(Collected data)
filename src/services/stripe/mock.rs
use super::{
    CheckoutSession, CreateCheckoutSessionRequest, CreateCustomerRequest, StripeEvent,
    StripeService, StripeServiceError,
};
use async_trait::async_trait;
use std::sync::atomic::{AtomicU64, Ordering};
use std::sync::{Arc, Mutex};
use std::time::Duration;

static NEXT_ID: AtomicU64 = AtomicU64::new(1);

#[derive(Clone, Default)]
pub struct MockStripeService {
    pub created_sessions: Arc<Mutex<Vec<CheckoutSession>>>,
    pub last_create_requests: Arc<Mutex<Vec<CreateCheckoutSessionRequest>>>,
    pub customer_requests: Arc<Mutex<Vec<CreateCustomerRequest>>>,
    pub fail_customers: bool,
    pub fail_checkout: bool,
    pub omit_checkout_url: bool,
    pub reject_signatures: bool,
    pub delay: Option<Duration>,
}

impl MockStripeService {
    pub fn new() -> Self {
        Self::default()
    }

    /// Simulates the processor being unreachable for every API call.
    pub fn unreachable() -> Self {
        Self {
            fail_customers: true,
            fail_checkout: true,
            ..Default::default()
        }
    }

    pub fn customer_calls(&self) -> usize {
        self.customer_requests.lock().unwrap().len()
    }

    pub fn checkout_calls(&self) -> usize {
        self.last_create_requests.lock().unwrap().len()
    }
}

fn make_id(prefix: &str) -> String {
    format!("{}_{}", prefix, NEXT_ID.fetch_add(1, Ordering::Relaxed))
}

#[async_trait]
impl StripeService for MockStripeService {
    async fn create_checkout_session(
        &self,
        req: CreateCheckoutSessionRequest,
    ) -> Result<CheckoutSession, StripeServiceError> {
        if let Some(delay) = self.delay {
            tokio::time::sleep(delay).await;
        }
        self.last_create_requests.lock().unwrap().push(req);
        if self.fail_checkout {
            return Err(StripeServiceError::Api("connection refused".into()));
        }

        let session = CheckoutSession {
            id: make_id("cs_test"),
            url: (!self.omit_checkout_url).then(|| "https://example.test/checkout".to_string()),
        };
        self.created_sessions.lock().unwrap().push(session.clone());
        Ok(session)
    }

    async fn create_customer(
        &self,
        req: CreateCustomerRequest,
    ) -> Result<String, StripeServiceError> {
        if let Some(delay) = self.delay {
            tokio::time::sleep(delay).await;
        }
        self.customer_requests.lock().unwrap().push(req);
        if self.fail_customers {
            return Err(StripeServiceError::Api("connection refused".into()));
        }
        Ok(make_id("cus_test"))
    }

    fn verify_webhook(
        &self,
        payload: &[u8],
        _signature_header: &str,
    ) -> Result<StripeEvent, StripeServiceError> {
        if self.reject_signatures {
            return Err(StripeServiceError::Webhook("signature mismatch".into()));
        }
        let val: serde_json::Value = serde_json::from_slice(payload)
            .map_err(|e| StripeServiceError::Serde(e.to_string()))?;
        let id = match val.get("id").and_then(|v| v.as_str()) {
            Some(s) => s.to_string(),
            None => make_id("evt"),
        };
        let ty = val
            .get("type")
            .and_then(|v| v.as_str())
            .unwrap_or("unknown")
            .to_string();
        let created = val.get("created").and_then(|v| v.as_i64()).unwrap_or(0);
        Ok(StripeEvent {
            id,
            r#type: ty,
            created,
            payload: val,
        })
    }
}
impl WebhookEvent {
    pub fn from_stripe(event: &StripeEvent) -> Self {
        let object = &event.payload["data"]["object"];
        match event.r#type.as_str() {
            "checkout.session.completed" => WebhookEvent::CheckoutCompleted {
                subject: subject_of(object, true),
                subscription_id: expandable_id(&object["subscription"]),
                price_id: string_at(&object["metadata"]["price_id"]),
                paid: !matches!(object["payment_status"].as_str(), Some("unpaid")),
            },
            "customer.subscription.created" | "customer.subscription.updated" => {
                WebhookEvent::SubscriptionUpdated {
                    subject: subject_of(object, false),
                    subscription_id: string_at(&object["id"]),
                    status: object["status"].as_str().unwrap_or_default().to_string(),
                    price_id: string_at(&object["items"]["data"][0]["price"]["id"]),
                }
            }
            "customer.subscription.deleted" => WebhookEvent::SubscriptionDeleted {
                subject: subject_of(object, false),
                subscription_id: string_at(&object["id"]),
            },
            "invoice.payment_failed" => WebhookEvent::PaymentFailed {
                subject: subject_of(object, false),
                subscription_id: expandable_id(&object["subscription"]),
            },
            other => WebhookEvent::Unhandled(other.to_string()),
        }
    }

    fn subject(&self) -> Option<&EventSubject> {
        match self {
            WebhookEvent::CheckoutCompleted { subject, .. }
            | WebhookEvent::SubscriptionUpdated { subject, .. }
            | WebhookEvent::SubscriptionDeleted { subject, .. }
            | WebhookEvent::PaymentFailed { subject, .. } => Some(subject),
            WebhookEvent::Unhandled(_) => None,
        }
    }
}
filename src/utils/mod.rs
pub mod jwt;
pub mod password;
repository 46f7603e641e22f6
use axum::{
    extract::State,
    http::StatusCode,
    response::{IntoResponse, Response},
};
use tracing::error;

use super::cleared_session_headers;
use crate::responses::JsonResponse;
use crate::state::AppState;

pub async fn handle_logout(State(state): State<AppState>) -> Response {
    match cleared_session_headers(state.config.auth_cookie_secure) {
        Ok(headers) => (StatusCode::OK, headers, JsonResponse::success("Logged out")).into_response(),
        Err(err) => {
            error!(?err, "failed to build logout cookie");
            JsonResponse::server_error("Logout failed").into_response()
        }
    }
}
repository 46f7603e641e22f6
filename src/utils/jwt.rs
use std::collections::HashSet;

use crate::routes::auth::claims::Claims;
use jsonwebtoken::{
    decode, encode, errors::Error, errors::ErrorKind, Algorithm, DecodingKey, EncodingKey, Header,
    TokenData, Validation,
};
use std::time::{SystemTime, UNIX_EPOCH};
use thiserror::Error;

/// Minimum acceptable size for the JWT secret in bytes.
pub const MIN_JWT_SECRET_LENGTH: usize = 32;
/// Minimum number of unique bytes expected for the JWT secret to avoid trivially guessable values.
const MIN_UNIQUE_JWT_BYTES: usize = 8;

#[derive(Debug, Error)]
pub enum JwtSecretError {
    #[error("JWT_SECRET must be set")]
    Missing,
    #[error("JWT_SECRET must be at least {required} bytes, but {actual} bytes were provided")]
    TooShort { actual: usize, required: usize },
    #[error(
        "JWT_SECRET must contain sufficient entropy (at least {required} unique bytes); only {actual} unique bytes found"
    )]
    LowEntropy { actual: usize, required: usize },
}

#[derive(Clone)]
pub struct JwtKeys {
    encoding: EncodingKey,
    decoding: DecodingKey,
}

impl std::fmt::Debug for JwtKeys {
    fn fmt(&self, f: &mut std::fmt::Formatter<'_>) -> std::fmt::Result {
        f.debug_struct("JwtKeys").finish_non_exhaustive()
    }
}

impl JwtKeys {
    pub fn from_env() -> Result<Self, JwtSecretError> {
        let value = std::env::var("JWT_SECRET").map_err(|_| JwtSecretError::Missing)?;
        Self::from_secret(value)
    }

    pub fn from_secret(secret: impl AsRef<[u8]>) -> Result<Self, JwtSecretError> {
        let bytes = secret.as_ref();
        validate_secret(bytes)?;

        Ok(Self {
            encoding: EncodingKey::from_secret(bytes),
            decoding: DecodingKey::from_secret(bytes),
        })
    }

    pub fn encoding_key(&self) -> &EncodingKey {
        &self.encoding
    }

    pub fn decoding_key(&self) -> &DecodingKey {
        &self.decoding
    }
}

pub trait JwtKeyProvider {
    fn jwt_keys(&self) -> &JwtKeys;
    fn jwt_issuer(&self) -> &str;
    fn jwt_audience(&self) -> &str;
}

fn validate_secret(secret: &[u8]) -> Result<(), JwtSecretError> {
    if secret.len() < MIN_JWT_SECRET_LENGTH {
        return Err(JwtSecretError::TooShort {
            actual: secret.len(),
            required: MIN_JWT_SECRET_LENGTH,
        });
    }

    let unique = secret.iter().copied().collect::<HashSet<_>>().len();
    if unique < MIN_UNIQUE_JWT_BYTES {
        return Err(JwtSecretError::LowEntropy {
            actual: unique,
            required: MIN_UNIQUE_JWT_BYTES,
        });
    }

    Ok(())
}

pub fn create_jwt<P: JwtKeyProvider + ?Sized>(mut claims: Claims, provider: &P) -> Result<String, Error> {
    claims.iss = provider.jwt_issuer().to_owned();
    claims.aud = provider.jwt_audience().to_owned();
    encode(&Header::default(), &claims, provider.jwt_keys().encoding_key())
}

pub fn decode_jwt<P: JwtKeyProvider + ?Sized>(
    token: &str,
    provider: &P,
) -> Result<TokenData<Claims>, Error> {
    let mut validation = Validation::new(Algorithm::HS256);
    validation.set_audience(&[provider.jwt_audience()]);
    validation.iss = Some(HashSet::from([provider.jwt_issuer().to_owned()]));
    validation.validate_exp = true;
    validation.required_spec_claims.insert("exp".to_string());
    let data = decode::<Claims>(token, provider.jwt_keys().decoding_key(), &validation)?;

    if (data.claims.exp as u64) <= unix_now()? {
        return Err(Error::from(ErrorKind::ExpiredSignature));
    }

    Ok(data)
}

pub fn unix_now() -> Result<u64, Error> {
    SystemTime::now()
        .duration_since(UNIX_EPOCH)
        .map(|d| d.as_secs())
        .map_err(|_| Error::from(ErrorKind::InvalidToken))
}
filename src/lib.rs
pub mod config;
pub mod db;
pub mod models;
pub mod responses;
pub mod routes;
pub mod services;
pub mod state;
pub mod utils;

pub use state::AppState;
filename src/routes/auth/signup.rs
use axum::{
    extract::{Json, State},
    http::StatusCode,
    response::{IntoResponse, Response},
};
use serde_json::json;
use tracing::{error, info, warn};

use super::session_headers;
use crate::db::user_repository::NewUser;
use crate::models::{
    signup::{normalize_email, SignupPayload},
    user::{PlanAssignment, PublicUser},
};
use crate::responses::JsonResponse;
use crate::services::billing::CustomerOutcome;
use crate::state::AppState;
use crate::utils::password::{hash_password, MIN_PASSWORD_LENGTH};

const UNIQUE_VIOLATION: &str = "23505";

pub async fn handle_signup(
    State(state): State<AppState>,
    Json(payload): Json<SignupPayload>,
) -> Response {
    let email = normalize_email(&payload.email);
    let name = payload.name.trim();

    if email.is_empty() || !email.contains('@') {
        return JsonResponse::bad_request("A valid email address is required").into_response();
    }
    if name.is_empty() {
        return JsonResponse::bad_request("Name is required").into_response();
    }
    if payload.password.chars().count() < MIN_PASSWORD_LENGTH {
        return JsonResponse::bad_request(&format!(
            "Password must be at least {MIN_PASSWORD_LENGTH} characters"
        ))
        .into_response();
    }

    match state.db.is_email_taken(&email).await {
        Ok(true) => return JsonResponse::conflict("User already registered").into_response(),
        Ok(false) => {}
        Err(err) => {
            error!(?err, "failed to check email availability");
            return JsonResponse::server_error("Database error").into_response();
        }
    }

    let password_hash = match hash_password(&payload.password) {
        Ok(hash) => hash,
        Err(_) => return JsonResponse::server_error("Password hashing failed").into_response(),
    };

    let user = match state
        .db
        .create_user(NewUser {
            email: &email,
            name,
            password_hash: &password_hash,
        })
        .await
    {
        Ok(user) => user,
        Err(sqlx::Error::Database(db_err)) if db_err.code().as_deref() == Some(UNIQUE_VIOLATION) => {
            return JsonResponse::conflict("User already registered").into_response();
        }
        Err(err) => {
            error!(?err, "failed to insert user");
            return JsonResponse::server_error("Could not create user").into_response();
        }
    };
    info!(user_id = %user.id, "user signed up");

    // Billing is best effort here; checkout retries customer creation.
    let mut user = user;
    match state.customers.ensure_customer(&user).await {
        CustomerOutcome::Created(id) | CustomerOutcome::AlreadyExists(id) => {
            user.stripe_customer_id = Some(id);
        }
        CustomerOutcome::Skipped(reason) => {
            info!(user_id = %user.id, reason, "stripe customer not created at signup");
        }
        CustomerOutcome::Failed(reason) => {
            warn!(user_id = %user.id, %reason, "stripe customer creation deferred to checkout");
        }
    }

    // The row was just inserted, so its own columns are the plan.
    let plan = user.plan_assignment().unwrap_or_else(|err| {
        warn!(user_id = %user.id, %err, "new user row has an unexpected plan");
        PlanAssignment::default()
    });

    let headers = match session_headers(&state, &user) {
        Ok(headers) => headers,
        Err(err) => {
            error!(user_id = %user.id, ?err, "failed to issue session");
            return JsonResponse::server_error("Token generation failed").into_response();
        }
    };

    (
        StatusCode::CREATED,
        headers,
        Json(json!({
            "success": true,
            "user": PublicUser::from(&user),
            "plan": plan,
        })),
    )
        .into_response()
}
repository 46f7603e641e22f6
use crate::models::plan::{BillingInterval, PlanTier};
use crate::models::user::User;
use async_trait::async_trait;
use std::collections::HashMap;
use std::sync::Mutex;
use time::OffsetDateTime;
use uuid::Uuid;

use super::user_repository::{CustomerIdWrite, NewUser, SubscriptionStateUpdate, UserRepository};

#[derive(Default)]
pub struct MockDb {
    pub users: Mutex<HashMap<Uuid, User>>,
    pub should_fail: bool,
    pub fail_lookups_by_id: bool,
    /// Runs once, right after the next `find_user_by_id` has read its row.
    pub after_lookup_by_id: Mutex<Option<Box<dyn FnOnce() + Send>>>,
    pub update_user_plan_calls: Mutex<usize>,
    pub customer_id_writes: Mutex<usize>,
    pub subscription_writes: Mutex<usize>,
}

impl MockDb {
    pub fn new() -> Self {
        Self::default()
    }

    pub fn failing() -> Self {
        Self {
            should_fail: true,
            ..Default::default()
        }
    }

    pub fn seed_user(&self, email: &str, name: &str) -> User {
        let user = User {
            id: Uuid::new_v4(),
            email: email.to_string(),
            name: name.to_string(),
            password_hash: String::new(),
            plan: Some("free".into()),
            billing_interval: None,
            stripe_customer_id: None,
            subscription_id: None,
            subscription_status: Some("none".into()),
            subscription_state_at: None,
            past_due_since: None,
            created_at: OffsetDateTime::now_utc(),
        };
        self.insert_user(user.clone());
        user
    }

    pub fn insert_user(&self, user: User) {
        self.users.lock().unwrap().insert(user.id, user);
    }

    pub fn user(&self, user_id: Uuid) -> Option<User> {
        self.users.lock().unwrap().get(&user_id).cloned()
    }

    fn fail_if_configured(&self) -> Result<(), sqlx::Error> {
        if self.should_fail {
            return Err(sqlx::Error::Protocol("Mock DB failure".into()));
        }
        Ok(())
    }
}

#[async_trait]
impl UserRepository for MockDb {
    async fn is_email_taken(&self, email: &str) -> Result<bool, sqlx::Error> {
        self.fail_if_configured()?;
        Ok(self
            .users
            .lock()
            .unwrap()
            .values()
            .any(|u| u.email.eq_ignore_ascii_case(email)))
    }

    async fn create_user(&self, new_user: NewUser<'_>) -> Result<User, sqlx::Error> {
        self.fail_if_configured()?;
        let user = User {
            id: Uuid::new_v4(),
            email: new_user.email.to_string(),
            name: new_user.name.to_string(),
            password_hash: new_user.password_hash.to_string(),
            plan: Some("free".into()),
            billing_interval: None,
            stripe_customer_id: None,
            subscription_id: None,
            subscription_status: Some("none".into()),
            subscription_state_at: None,
            past_due_since: None,
            created_at: OffsetDateTime::now_utc(),
        };
        self.insert_user(user.clone());
        Ok(user)
    }

    async fn find_user_by_email(&self, email: &str) -> Result<Option<User>, sqlx::Error> {
        self.fail_if_configured()?;
        Ok(self
            .users
            .lock()
            .unwrap()
            .values()
            .find(|u| u.email.eq_ignore_ascii_case(email))
            .cloned())
    }

    async fn find_user_by_id(&self, user_id: Uuid) -> Result<Option<User>, sqlx::Error> {
        self.fail_if_configured()?;
        if self.fail_lookups_by_id {
            return Err(sqlx::Error::Protocol("Mock DB lookup failure".into()));
        }
        let user = self.user(user_id);
        let hook = self.after_lookup_by_id.lock().unwrap().take();
        if let Some(hook) = hook {
            hook();
        }
        Ok(user)
    }

    async fn find_user_id_by_stripe_customer_id(
        &self,
        customer_id: &str,
    ) -> Result<Option<Uuid>, sqlx::Error> {
        self.fail_if_configured()?;
        Ok(self
            .users
            .lock()
            .unwrap()
            .values()
            .find(|u| u.stripe_customer_id.as_deref() == Some(customer_id))
            .map(|u| u.id))
    }

    async fn set_stripe_customer_id_if_absent(
        &self,
        user_id: Uuid,
        customer_id: &str,
    ) -> Result<CustomerIdWrite, sqlx::Error> {
        self.fail_if_configured()?;
        let mut users = self.users.lock().unwrap();
        let user = users.get_mut(&user_id).ok_or(sqlx::Error::RowNotFound)?;
        match &user.stripe_customer_id {
            Some(existing) => Ok(CustomerIdWrite::Existing(existing.clone())),
            None => {
                user.stripe_customer_id = Some(customer_id.to_string());
                *self.customer_id_writes.lock().unwrap() += 1;
                Ok(CustomerIdWrite::Stored)
            }
        }
    }

    async fn update_user_plan(
        &self,
        user_id: Uuid,
        plan: PlanTier,
        billing_interval: Option<BillingInterval>,
    ) -> Result<(), sqlx::Error> {
        self.fail_if_configured()?;
        let mut users = self.users.lock().unwrap();
        let user = users.get_mut(&user_id).ok_or(sqlx::Error::RowNotFound)?;
        user.plan = Some(plan.as_str().to_string());
        user.billing_interval = billing_interval.map(|i| i.as_str().to_string());
        *self.update_user_plan_calls.lock().unwrap() += 1;
        Ok(())
    }

    async fn apply_subscription_state(
        &self,
        user_id: Uuid,
        update: &SubscriptionStateUpdate,
    ) -> Result<bool, sqlx::Error> {
        self.fail_if_configured()?;
        let mut users = self.users.lock().unwrap();
        let Some(user) = users.get_mut(&user_id) else {
            return Ok(false);
        };
        if user
            .subscription_state_at
            .is_some_and(|stored| stored > update.state_at)
        {
            return Ok(false);
        }
        user.plan = Some(update.plan.as_str().to_string());
        user.billing_interval = update.billing_interval.map(|i| i.as_str().to_string());
        user.subscription_id = update.subscription_id.clone();
        user.subscription_status = Some(update.status.as_str().to_string());
        user.past_due_since = update.past_due_since;
        user.subscription_state_at = Some(update.state_at);
        *self.subscription_writes.lock().unwrap() += 1;
        Ok(true)
    }
}
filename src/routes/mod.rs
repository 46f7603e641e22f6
pub mod auth;
pub mod billing;
pub mod stripe;

use axum::{
    response::{IntoResponse, Response},
    routing::{get, post},
    Router,
};
use tower_http::trace::TraceLayer;

use crate::responses::JsonResponse;
use crate::state::AppState;
use auth::{handle_login, handle_logout, handle_me, handle_signup};

/// Builds the application router. Routes that need Stripe are only mounted when billing
/// is configured, and the plan override only exists in development.
pub fn router(state: AppState) -> Router {
    let auth_routes = Router::new()
        .route("/signup", post(handle_signup))
        .route("/login", post(handle_login))
        .route("/logout", post(handle_logout))
        .route("/me", get(handle_me));

    let mut api = Router::new()
        .nest("/auth", auth_routes)
        .route("/plans", get(billing::list_plans))
        .route("/billing/plan", get(billing::current_plan));

    if state.billing.is_some() {
        api = api
            .route("/webhook", post(stripe::webhook))
            .route("/create-customer", post(billing::create_customer))
            .route("/checkout/start", post(billing::start_checkout));
    }

    if state.config.is_development() {
        api = api.route("/dev/update-plan", post(billing::dev_update_plan));
    }

    Router::new()
        .route("/", get(root))
        .nest("/api", api)
        .fallback(not_found)
        .with_state(state)
        .layer(TraceLayer::new_for_http())
}

async fn root() -> Response {
    JsonResponse::success("Hello, PlanSync!").into_response()
}

async fn not_found() -> Response {
    JsonResponse::not_found("Not found").into_response()
}
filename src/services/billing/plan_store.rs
use std::sync::Arc;

use tracing::info;
use uuid::Uuid;

use super::{BillingError, PlanReader};
use crate::db::user_repository::UserRepository;
use crate::models::{
    plan::{BillingInterval, PlanTier},
    user::PlanAssignment,
};

#[derive(Clone)]
pub struct PlanStore {
    users: Arc<dyn UserRepository>,
    reader: PlanReader,
}

impl PlanStore {
    pub fn new(users: Arc<dyn UserRepository>, reader: PlanReader) -> Self {
        Self { users, reader }
    }

    /// Uncached read. Users without a row or without a plan are on `free`.
    pub async fn get_plan(&self, user_id: Uuid) -> Result<PlanAssignment, BillingError> {
        match self.users.find_user_by_id(user_id).await? {
            Some(user) => Ok(user.plan_assignment()?),
            None => Ok(PlanAssignment::default()),
        }
    }

    pub async fn set_plan(
        &self,
        user_id: Uuid,
        plan: &str,
        billing_interval: Option<&str>,
    ) -> Result<PlanAssignment, BillingError> {
        let tier: PlanTier = plan
            .parse()
            .map_err(|_| BillingError::InvalidPlan(plan.to_string()))?;

        let interval = match billing_interval {
            None => None,
            Some(raw) => Some(
                raw.parse::<BillingInterval>()
                    .map_err(|e| BillingError::InvalidRequest(e.to_string()))?,
            ),
        };
        let interval = match (tier.is_paid(), interval) {
            (false, _) => None,
            (true, Some(BillingInterval::None)) => {
                return Err(BillingError::InvalidRequest(
                    "paid plans need a monthly or yearly interval".into(),
                ))
            }
            (true, interval) => interval,
        };

        self.users
            .update_user_plan(user_id, tier, interval)
            .await
            .map_err(|err| match err {
                sqlx::Error::RowNotFound => BillingError::Unauthorized,
                other => BillingError::Database(other),
            })?;
        self.reader.invalidate(user_id);

        info!(%user_id, plan = %tier, "plan set directly");
        self.get_plan(user_id).await
    }
}
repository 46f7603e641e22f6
use axum::body::Bytes;
use axum::Json;
use axum::{extract::State, http::HeaderMap, response::IntoResponse};
use axum::{http::StatusCode, response::Response};
use tracing::{error, warn};

use crate::responses::JsonResponse;
use crate::state::AppState;

// POST /api/webhook
pub async fn webhook(State(app_state): State<AppState>, headers: HeaderMap, body: Bytes) -> Response {
    let Some(billing) = app_state.billing.as_ref() else {
        return JsonResponse::not_found("Billing is not enabled").into_response();
    };

    let sig = match headers
        .get("Stripe-Signature")
        .and_then(|h| h.to_str().ok())
    {
        Some(s) => s,
        None => return JsonResponse::bad_request("Missing Stripe-Signature").into_response(),
    };

    let evt = match billing.stripe.verify_webhook(&body, sig) {
        Ok(e) => e,
        Err(err) => {
            warn!(?err, "stripe webhook verification failed");
            return (StatusCode::BAD_REQUEST, "invalid webhook").into_response();
        }
    };

    // Every verified event is acknowledged; the outcome is logged by the reconciler.
    if let Err(err) = billing.reconciler.reconcile(&evt).await {
        error!(event_id = %evt.id, event_type = %evt.r#type, ?err, "stripe event reconciliation failed");
    }

    Json(serde_json::json!({ "received": true })).into_response()
}
//! Plan synchronization between Stripe and the user record.
//!
//! Writes to a user's plan happen in exactly two places: [`WebhookReconciler`] for
//! processor-confirmed changes and [`PlanStore::set_plan`] for operator/test overrides.
//! Both invalidate the [`PlanReader`] cache for the affected user.

use std::sync::Arc;

use crate::models::{plan::PlanCatalog, user::DataIntegrityError};

pub mod checkout;
pub mod customer_registry;
pub mod plan_reader;
pub mod plan_store;
pub mod reconciler;

pub use checkout::CheckoutInitiator;
pub use customer_registry::{CustomerOutcome, CustomerRegistry};
pub use plan_reader::PlanReader;
pub use plan_store::PlanStore;
pub use reconciler::{ReconcileOutcome, WebhookEvent, WebhookReconciler};

use crate::services::stripe::StripeService;

#[derive(Debug, thiserror::Error)]
pub enum BillingError {
    #[error("unauthorized")]
    Unauthorized,
    #[error("invalid request: {0}")]
    InvalidRequest(String),
    #[error("invalid plan: {0}")]
    InvalidPlan(String),
    #[error("customer creation failed: {0}")]
    CustomerCreationFailed(String),
    #[error("checkout initiation failed: {0}")]
    CheckoutInitiationFailed(String),
    #[error("stale event {event_id} ignored")]
    ReconciliationStale { event_id: String },
    #[error("configuration error: {0}")]
    Configuration(String),
    #[error(transparent)]
    DataIntegrity(#[from] DataIntegrityError),
    #[error("database error: {0}")]
    Database(#[from] sqlx::Error),
}

/// Everything that needs a live Stripe connection. Absent when billing is disabled.
#[derive(Clone)]
pub struct BillingServices {
    pub stripe: Arc<dyn StripeService>,
    pub checkout: CheckoutInitiator,
    pub reconciler: WebhookReconciler,
    pub catalog: PlanCatalog,
    pub publishable_key: String,
}
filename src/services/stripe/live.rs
use super::{
    CheckoutLineItem, CheckoutSession, CreateCheckoutSessionRequest,
    CreateCustomerRequest, StripeEvent, StripeService, StripeServiceError,
};
use async_trait::async_trait;
use std::collections::{BTreeMap, HashMap};

pub struct LiveStripeService {
    client: stripe::Client,
    webhook_secret: String,
}

impl LiveStripeService {
    pub fn new(secret_key: impl Into<String>, webhook_secret: impl Into<String>) -> Self {
        let client = stripe::Client::new(secret_key);
        Self {
            client,
            webhook_secret: webhook_secret.into(),
        }
    }

    pub fn from_settings(settings: &crate::config::StripeSettings) -> Self {
        Self::new(settings.secret_key.clone(), settings.webhook_secret.clone())
    }
}

fn map_line_items(items: &[CheckoutLineItem]) -> Vec<stripe::CreateCheckoutSessionLineItems> {
    items
        .iter()
        .map(|li| stripe::CreateCheckoutSessionLineItems {
            price: Some(li.price.clone()),
            quantity: Some(li.quantity),
            ..Default::default()
        })
        .collect()
}

fn to_metadata(meta: &BTreeMap<String, String>) -> HashMap<String, String> {
    meta.iter().map(|(k, v)| (k.clone(), v.clone())).collect()
}

#[async_trait]
impl StripeService for LiveStripeService {
    async fn create_checkout_session(
        &self,
        req: CreateCheckoutSessionRequest,
    ) -> Result<CheckoutSession, StripeServiceError> {
        let mut params = stripe::CreateCheckoutSession::new();
        params.mode = Some(stripe::CheckoutSessionMode::Subscription);
        params.success_url = Some(&req.success_url);
        params.cancel_url = Some(&req.cancel_url);
        if let Some(ref id) = req.client_reference_id {
            params.client_reference_id = Some(id);
        }
        if let Some(ref customer) = req.customer {
            let cid = customer
                .parse::<stripe::CustomerId>()
                .map_err(|e| StripeServiceError::Other(e.to_string()))?;
            params.customer = Some(cid);
        }
        if let Some(ref meta) = req.metadata {
            params.metadata = Some(to_metadata(meta));
            // Subscription lifecycle events carry the subscription's own metadata, not the
            // session's, so copy it across.
            params.subscription_data = Some(stripe::CreateCheckoutSessionSubscriptionData {
                metadata: Some(to_metadata(meta)),
                ..Default::default()
            });
        }
        if !req.line_items.is_empty() {
            params.line_items = Some(map_line_items(&req.line_items));
        }

        let session = stripe::CheckoutSession::create(&self.client, params).await?;
        Ok(CheckoutSession {
            id: session.id.to_string(),
            url: session.url.clone(),
        })
    }

    async fn create_customer(
        &self,
        req: CreateCustomerRequest,
    ) -> Result<String, StripeServiceError> {
        let mut params = stripe::CreateCustomer::new();
        params.email = Some(&req.email);
        if let Some(ref name) = req.name {
            params.name = Some(name);
        }
        if !req.metadata.is_empty() {
            params.metadata = Some(to_metadata(&req.metadata));
        }
        let customer = stripe::Customer::create(&self.client, params).await?;
        Ok(customer.id.to_string())
    }

    fn verify_webhook(
        &self,
        payload: &[u8],
        signature_header: &str,
    ) -> Result<StripeEvent, StripeServiceError> {
        let payload_str =
            std::str::from_utf8(payload).map_err(|e| StripeServiceError::Serde(e.to_string()))?;
        let event =
            stripe::Webhook::construct_event(payload_str, signature_header, &self.webhook_secret)?;
        let payload =
            serde_json::to_value(&event).map_err(|e| StripeServiceError::Serde(e.to_string()))?;
        Ok(StripeEvent {
            id: event.id.to_string(),
            r#type: event.type_.to_string(),
            created: event.created,
            payload,
        })
    }
}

Your assignment:
Within the entries above, count each line holding the string "TooShort". Give only the result.

Task response:
2